Viktor’s readers keep on deepening his thinking. He launches a vast programme of citizens’ debates on basic needs, common goods, the meaning of our lives and productions: what are we producing? How? For what purpose?
After the revolution through the ballot box, it is a citizens’ revolution!
All the unnecessary projects are immediately abandoned. Finished the soccer stadiums, Felcsút airport and the highways. Viktor turns down European funds that are perverting Hungarian society. Advertising is banned. The army is disbanded. In Hungary people are starting to work less to live better.
Viktor wants to see for himself all these new practical alternatives that have sprung here and there in the country. He supports and promotes them. From localised small islands, these alternatives start to multiply: urban community gardens, eco-villages, cooperatives, local currencies, time banks, recycling workshops, participative bike repair workshops, artisanal productions, free goods exchange spaces. The creative and romantic Hungary is back!
To the chagrin of his past friends, Viktor is working on the creation of a maximum income. Hit by this policy, the Janos, Lajos and Antal join the MSZP (Hungarian Socialist Party). Viktor goes even as far as re-distributing the land equitably.
Thus, prompting a fall out with Lörinc his good friend since childhood. But it does not matter, it is a necessary step, popular support is massive. A great unusual Russo-European coalition is set up to counteract Hungary: gas supply is cut off and raw materials imports are blocked. We have an embargo!
But the transition has been initiated anyway: Hungarians invent, experiment and are setting up tomorrow’s agriculture totally autonomous and carbon free.

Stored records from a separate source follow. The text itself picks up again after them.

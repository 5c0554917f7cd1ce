use super::{PlanDialect, PlanState};
use crate::common::IngestSettings;
use crate::common::constants::{WEIGHT_SUM_LOWER, WEIGHT_SUM_UPPER};
use crate::domain::{
    AcceleratorType, BeamMetaData, BeamRecord, BeamType, ControlPoint, DosiaError, DosiaResult,
    Energy, ErrorCode, Filter, ModifierOrientation,
};
use crate::numerics::{stable_sum, within_closed_range};

/// Validates a parsed beam and converts its control points to the per-segment
/// representation: weights rescaled to monitor units, arcs turned into
/// dynamic segments or reweighted.
pub fn normalize(
    dialect: PlanDialect,
    state: PlanState,
    settings: &IngestSettings,
) -> DosiaResult<BeamRecord> {
    let PlanState {
        mut metadata,
        mut control_points,
    } = state;

    if dialect == PlanDialect::Dicom {
        cumulative_to_segment_weights(&mut control_points);
    }

    require_resolved(&metadata)?;

    let fraction_factor = settings.fraction_factor(metadata.fraction_count);
    metadata.prescription_dose *= fraction_factor;

    let weights: Vec<f64> = control_points
        .iter()
        .map(|cp| cp.geometry.relative_weight)
        .collect();
    let weight_sum = stable_sum(&weights);
    let scale = metadata.weight * metadata.mu_per_fraction * fraction_factor;
    let parallel_jaw_orientation = if metadata.accelerator.kind() == AcceleratorType::Mlci80 {
        ModifierOrientation::IecY
    } else {
        ModifierOrientation::NotPresent
    };

    for cp in &mut control_points {
        cp.geometry.isocenter = metadata.isocenter;
        cp.collimator.mlc.orientation = ModifierOrientation::IecY;
        cp.collimator.perpendicular_jaw.orientation = ModifierOrientation::IecX;
        cp.collimator.parallel_jaw.orientation = parallel_jaw_orientation;
        cp.geometry.relative_weight *= scale;
    }

    if !within_closed_range(weight_sum, WEIGHT_SUM_LOWER, WEIGHT_SUM_UPPER) {
        return Err(DosiaError::computation(
            ErrorCode::WeightSumViolation,
            "RUN.WEIGHT_SUM",
            format!(
                "control point weights sum to {weight_sum}, expected 1 within [{WEIGHT_SUM_LOWER}, {WEIGHT_SUM_UPPER}]"
            ),
        ));
    }

    if metadata.beam_type.is_arc() {
        if settings.pinnacle_vmat_interpolation {
            average_adjacent_weights(&mut control_points);
        } else {
            to_arc_segments(&mut control_points);
        }
    }

    tracing::debug!(
        %dialect,
        weight_sum,
        segments = control_points.len(),
        prescription_dose = metadata.prescription_dose,
        "control points normalized"
    );
    Ok(BeamRecord {
        metadata,
        control_points,
    })
}

fn require_resolved(metadata: &BeamMetaData) -> DosiaResult<()> {
    let accelerator = &metadata.accelerator;
    if !accelerator.kind().is_resolved() {
        return Err(DosiaError::input_validation(
            ErrorCode::UndefinedAccelerator,
            "INPUT.UNDEFINED_ACCELERATOR",
            format!("undefined accelerator encountered ({})", accelerator.kind()),
        ));
    }
    if accelerator.energy == Energy::Unknown {
        return Err(DosiaError::input_validation(
            ErrorCode::UnknownEnergy,
            "INPUT.UNKNOWN_ENERGY",
            "unknown energy encountered",
        ));
    }
    if accelerator.filter == Filter::Unknown {
        return Err(DosiaError::input_validation(
            ErrorCode::UnknownFilter,
            "INPUT.UNKNOWN_FILTER",
            "unknown filter encountered",
        ));
    }
    if metadata.beam_type == BeamType::Unknown {
        return Err(DosiaError::input_validation(
            ErrorCode::UnknownBeamType,
            "INPUT.UNKNOWN_BEAM_TYPE",
            "unknown beam type encountered",
        ));
    }
    Ok(())
}

/// Cumulative meterset fractions to per-segment weights; the last control
/// point closes the beam and carries no weight.
fn cumulative_to_segment_weights(control_points: &mut [ControlPoint]) {
    let cumulative: Vec<f64> = control_points
        .iter()
        .map(|cp| cp.geometry.relative_weight)
        .collect();
    for (index, cp) in control_points.iter_mut().enumerate() {
        cp.geometry.relative_weight = match cumulative.get(index + 1) {
            Some(next) => next - cumulative[index],
            None => 0.0,
        };
    }
}

/// N control points become N-1 segments, each running from one control
/// point to the next.
fn to_arc_segments(control_points: &mut Vec<ControlPoint>) {
    for index in 0..control_points.len().saturating_sub(1) {
        let (head, tail) = control_points.split_at_mut(index + 1);
        let segment = &mut head[index];
        let next = &tail[0];

        let geometry = &mut segment.geometry;
        geometry.gantry_angle.end = next.geometry.gantry_angle.start;
        geometry.couch_angle.end = next.geometry.couch_angle.start;
        geometry.collimator_angle.end = next.geometry.collimator_angle.start;
        geometry.field_min.0 = geometry.field_min.0.min(next.geometry.field_min.0);
        geometry.field_min.1 = geometry.field_min.1.min(next.geometry.field_min.1);
        geometry.field_max.0 = geometry.field_max.0.max(next.geometry.field_max.0);
        geometry.field_max.1 = geometry.field_max.1.max(next.geometry.field_max.1);

        let collimator = &mut segment.collimator;
        collimator.parallel_jaw.j1.end = next.collimator.parallel_jaw.j1.start;
        collimator.parallel_jaw.j2.end = next.collimator.parallel_jaw.j2.start;
        collimator.perpendicular_jaw.j1.end = next.collimator.perpendicular_jaw.j1.start;
        collimator.perpendicular_jaw.j2.end = next.collimator.perpendicular_jaw.j2.start;
        for (leaf, next_leaf) in collimator.mlc.left.iter_mut().zip(&next.collimator.mlc.left) {
            leaf.end = next_leaf.start;
        }
        for (leaf, next_leaf) in collimator.mlc.right.iter_mut().zip(&next.collimator.mlc.right) {
            leaf.end = next_leaf.start;
        }
    }
    control_points.pop();
}

/// Each segment takes the mean of its own and the next control point's
/// weight, then the last control point is dropped.
fn average_adjacent_weights(control_points: &mut Vec<ControlPoint>) {
    for index in 0..control_points.len().saturating_sub(1) {
        let next = control_points[index + 1].geometry.relative_weight;
        let current = &mut control_points[index].geometry.relative_weight;
        *current = *current / 2.0 + next / 2.0;
    }
    control_points.pop();
}

#[cfg(test)]
mod tests {
    use super::normalize;
    use crate::common::IngestSettings;
    use crate::domain::{
        Accelerator, AcceleratorType, BeamType, ControlPoint, Energy, ErrorCode, Filter,
        ModifierOrientation, Span,
    };
    use crate::modules::plan::{PlanDialect, PlanState};

    fn arc_state(weights: &[f64]) -> PlanState {
        let mut state = PlanState::default();
        let mut accelerator = Accelerator::new(AcceleratorType::Agility);
        accelerator.energy = Energy::Mv6;
        state.metadata.accelerator = accelerator;
        state.metadata.beam_type = BeamType::Vmat;
        state.metadata.weight = 1.0;
        state.metadata.isocenter = [1.0, 2.0, 3.0];
        state.control_points = weights
            .iter()
            .enumerate()
            .map(|(index, &weight)| {
                let mut cp = ControlPoint::with_leaf_pairs(2);
                let value = index as f64;
                cp.geometry.relative_weight = weight;
                cp.geometry.gantry_angle = Span::fixed(10.0 * value);
                cp.geometry.field_min = (-value, -1.0);
                cp.geometry.field_max = (1.0, value);
                cp.collimator.parallel_jaw.j1 = Span::fixed(-value);
                cp.collimator.mlc.left = vec![Span::fixed(value), Span::fixed(-value)];
                cp.collimator.mlc.right = vec![Span::fixed(2.0 * value), Span::fixed(3.0 * value)];
                cp
            })
            .collect();
        state
    }

    #[test]
    fn arc_control_points_become_segments() {
        let record = normalize(
            PlanDialect::Pinnacle,
            arc_state(&[0.0, 0.5, 0.5]),
            &IngestSettings::default(),
        )
        .expect("arc should normalize");

        assert_eq!(record.control_points.len(), 2);
        let first = &record.control_points[0];
        assert_eq!(first.geometry.gantry_angle, Span { start: 0.0, end: 10.0 });
        assert_eq!(first.geometry.field_min, (-1.0, -1.0));
        assert_eq!(first.geometry.field_max, (1.0, 1.0));
        assert_eq!(first.collimator.parallel_jaw.j1, Span { start: 0.0, end: -1.0 });
        assert_eq!(first.collimator.mlc.left[0], Span { start: 0.0, end: 1.0 });
        assert_eq!(first.collimator.mlc.right[1], Span { start: 0.0, end: 3.0 });

        let second = &record.control_points[1];
        assert_eq!(second.geometry.gantry_angle, Span { start: 10.0, end: 20.0 });
        assert_eq!(second.collimator.mlc.right[0], Span { start: 2.0, end: 4.0 });
        assert_eq!(second.geometry.isocenter, [1.0, 2.0, 3.0]);
    }

    #[test]
    fn interpolation_mode_averages_weights() {
        let settings = IngestSettings {
            pinnacle_vmat_interpolation: true,
            ..IngestSettings::default()
        };
        let record = normalize(PlanDialect::Pinnacle, arc_state(&[0.0, 0.5, 0.5]), &settings)
            .expect("arc should normalize");

        let weights: Vec<f64> = record
            .control_points
            .iter()
            .map(|cp| cp.geometry.relative_weight)
            .collect();
        assert_eq!(weights, vec![0.25, 0.5]);
        assert_eq!(record.control_points[0].geometry.gantry_angle, Span::fixed(0.0));
    }

    #[test]
    fn weights_scale_by_beam_weight_monitor_units_and_fractions() {
        let mut state = arc_state(&[0.25, 0.75]);
        state.metadata.beam_type = BeamType::Imrt;
        state.metadata.weight = 2.0;
        state.metadata.mu_per_fraction = 100.0;
        state.metadata.fraction_count = 3;
        state.metadata.prescription_dose = 2.0;
        let settings = IngestSettings {
            dose_per_fraction: false,
            ..IngestSettings::default()
        };

        let record = normalize(PlanDialect::Pinnacle, state, &settings).expect("beam should normalize");
        assert_eq!(record.control_points[0].geometry.relative_weight, 150.0);
        assert_eq!(record.control_points[1].geometry.relative_weight, 450.0);
        assert_eq!(record.metadata.prescription_dose, 6.0);
        assert!((record.total_relative_weight() - 600.0).abs() < 1e-9);
    }

    #[test]
    fn orientations_depend_on_accelerator() {
        let mut state = arc_state(&[1.0]);
        state.metadata.beam_type = BeamType::Imrt;
        let record = normalize(PlanDialect::Pinnacle, state, &IngestSettings::default())
            .expect("beam should normalize");
        let collimator = &record.control_points[0].collimator;
        assert_eq!(collimator.mlc.orientation, ModifierOrientation::IecY);
        assert_eq!(collimator.perpendicular_jaw.orientation, ModifierOrientation::IecX);
        assert_eq!(collimator.parallel_jaw.orientation, ModifierOrientation::NotPresent);

        let mut state = arc_state(&[1.0]);
        state.metadata.beam_type = BeamType::Imrt;
        state.metadata.accelerator = state.metadata.accelerator.reidentify(AcceleratorType::Mlci80);
        let record = normalize(PlanDialect::Pinnacle, state, &IngestSettings::default())
            .expect("beam should normalize");
        assert_eq!(
            record.control_points[0].collimator.parallel_jaw.orientation,
            ModifierOrientation::IecY
        );
    }

    #[test]
    fn weight_sum_outside_tolerance_is_fatal() {
        let error = normalize(
            PlanDialect::Pinnacle,
            arc_state(&[0.25, 0.25]),
            &IngestSettings::default(),
        )
        .expect_err("weights sum to 0.5");
        assert_eq!(error.code(), ErrorCode::WeightSumViolation);

        normalize(
            PlanDialect::Pinnacle,
            arc_state(&[0.49995, 0.5]),
            &IngestSettings::default(),
        )
        .expect("within tolerance");
    }

    #[test]
    fn dicom_cumulative_weights_are_differenced_first() {
        let record = normalize(
            PlanDialect::Dicom,
            arc_state(&[0.0, 0.4, 1.0]),
            &IngestSettings {
                pinnacle_vmat_interpolation: true,
                ..IngestSettings::default()
            },
        )
        .expect("arc should normalize");
        let weights: Vec<f64> = record
            .control_points
            .iter()
            .map(|cp| cp.geometry.relative_weight)
            .collect();
        assert_eq!(weights.len(), 2);
        assert!((weights[0] - 0.5).abs() < 1e-12);
        assert!((weights[1] - 0.3).abs() < 1e-12);
    }

    #[test]
    fn unresolved_fields_are_reported_in_order() {
        let mut state = arc_state(&[1.0]);
        state.metadata.accelerator = Accelerator::default();
        let error = normalize(PlanDialect::Pinnacle, state, &IngestSettings::default())
            .expect_err("empty accelerator");
        assert_eq!(error.code(), ErrorCode::UndefinedAccelerator);

        let mut state = arc_state(&[1.0]);
        state.metadata.accelerator.energy = Energy::Unknown;
        let error = normalize(PlanDialect::Pinnacle, state, &IngestSettings::default())
            .expect_err("unknown energy");
        assert_eq!(error.code(), ErrorCode::UnknownEnergy);

        let mut state = arc_state(&[1.0]);
        state.metadata.accelerator.filter = Filter::Unknown;
        let error = normalize(PlanDialect::Pinnacle, state, &IngestSettings::default())
            .expect_err("unknown filter");
        assert_eq!(error.code(), ErrorCode::UnknownFilter);

        let mut state = arc_state(&[1.0]);
        state.metadata.beam_type = BeamType::Unknown;
        let error = normalize(PlanDialect::Pinnacle, state, &IngestSettings::default())
            .expect_err("unknown beam type");
        assert_eq!(error.code(), ErrorCode::UnknownBeamType);
    }
}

A partially demonetarised Unconditional Autonomy Allowance is voted in and it is immediately implemented. Ingenious local and decentralised systems are popping up everywhere in the country. Solidarity is strengthened, intergenerational relations resume. Schools are teaching non-violent communication, citizenship, self-management, gardening, sewing, but also art, literature, poetry, political sciences, ecology, multiculturalism and foreign languages. This innovation surge reaches as far as the territories unjustly lost with the Treaty of Trianon. Soon Transylvania secedes. The revolution is underway…
Slowly, Viktor withdraws. The autocrat is no more. Happy to enjoy free moments, he spends his time hunting butterflies and on his long-lasting passion: soccer. Hungary is decentralising, Hungarian people are rid of the dictatorship of indifference they have been subjected to for centuries.
At the same time, whilst Viktor is quite proud of having caught a big fish, the West is in a terrible impasse due to the lack of energy and raw materials, great unnecessary projects stand still, agriculture, so dependent on oil, is unable to feed the populations from its depleted soils. Unemployment explodes. Violent uprising multiply: eco-fascism is slowly taking hold…
Hungary, eternally compromised is more isolated than ever. Never mind, she knows she is on the right track. Here people eat well, live well and old, they dance, sing and drink.
This country invented all, even defeat, she has found her right place again by paving the way for tomorrow’s world, thanks to Little Viktor. Gee, his country is so small … but so beautiful.